● **What needs to be done**: Filter the records, keeping every line that has the string "instrument".

Collected data entries
== Segment start ==
use async_trait::async_trait;
use inforecon_domain::{AsnInfo, DomainError, GeoLocation};
use std::net::IpAddr;

/// Geolocation and ASN data from a single upstream call.
#[derive(Debug, Clone, PartialEq)]
pub struct GeoAsnRecord {
    pub geo: GeoLocation,
    pub asn: AsnInfo,
}

#[async_trait]
pub trait GeoLocator: Send + Sync {
    /// Look up a public address. Implementations report quota exhaustion as
    /// `DomainError::RateLimited`, with the upstream's retry hint when known.
    async fn locate(&self, ip: IpAddr) -> Result<GeoAsnRecord, DomainError>;
}
#![allow(dead_code)]
use axum::Router;
use std::net::SocketAddr;
use tokio::net::TcpListener;

/// Serves `router` on an ephemeral local port and returns its base URL.
pub async fn serve(router: Router) -> String {
    let listener = TcpListener::bind(SocketAddr::from(([127, 0, 0, 1], 0)))
        .await
        .expect("bind mock HTTP server");
    let addr = listener.local_addr().expect("local addr");

    tokio::spawn(async move {
        let _ = axum::serve(listener, router).await;
    });

    format!("http://{}", addr)
}
use axum::{
    extract::{Query, State},
    response::Response,
    routing::get,
    Router,
};

use super::cached_json;
use crate::dto::{ApiError, SearchParams};
use crate::state::AppState;
use tracing::instrument;

pub fn routes() -> Router<AppState> {
    Router::new().route("/search", get(web_search))
}

#[instrument(skip(state), name = "api_web_search")]
async fn web_search(
    State(state): State<AppState>,
    Query(params): Query<SearchParams>,
) -> Result<Response, ApiError> {
    let query = params
        .q
        .filter(|q| !q.trim().is_empty())
        .ok_or_else(|| ApiError::bad_request("query parameter 'q' is required"))?;

    Ok(cached_json(state.web_search.execute(&query).await))
}
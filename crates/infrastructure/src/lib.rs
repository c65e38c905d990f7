//! InfoRecon Infrastructure Layer
//!
//! Concrete collaborators behind the application ports.
pub mod cache;
pub mod dns;
pub mod geo;
mod http;
pub mod search;
pub mod whois;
== Segment end ==
● **Written answer**:
use tracing::instrument;
#[instrument(skip(state), name = "api_web_search")]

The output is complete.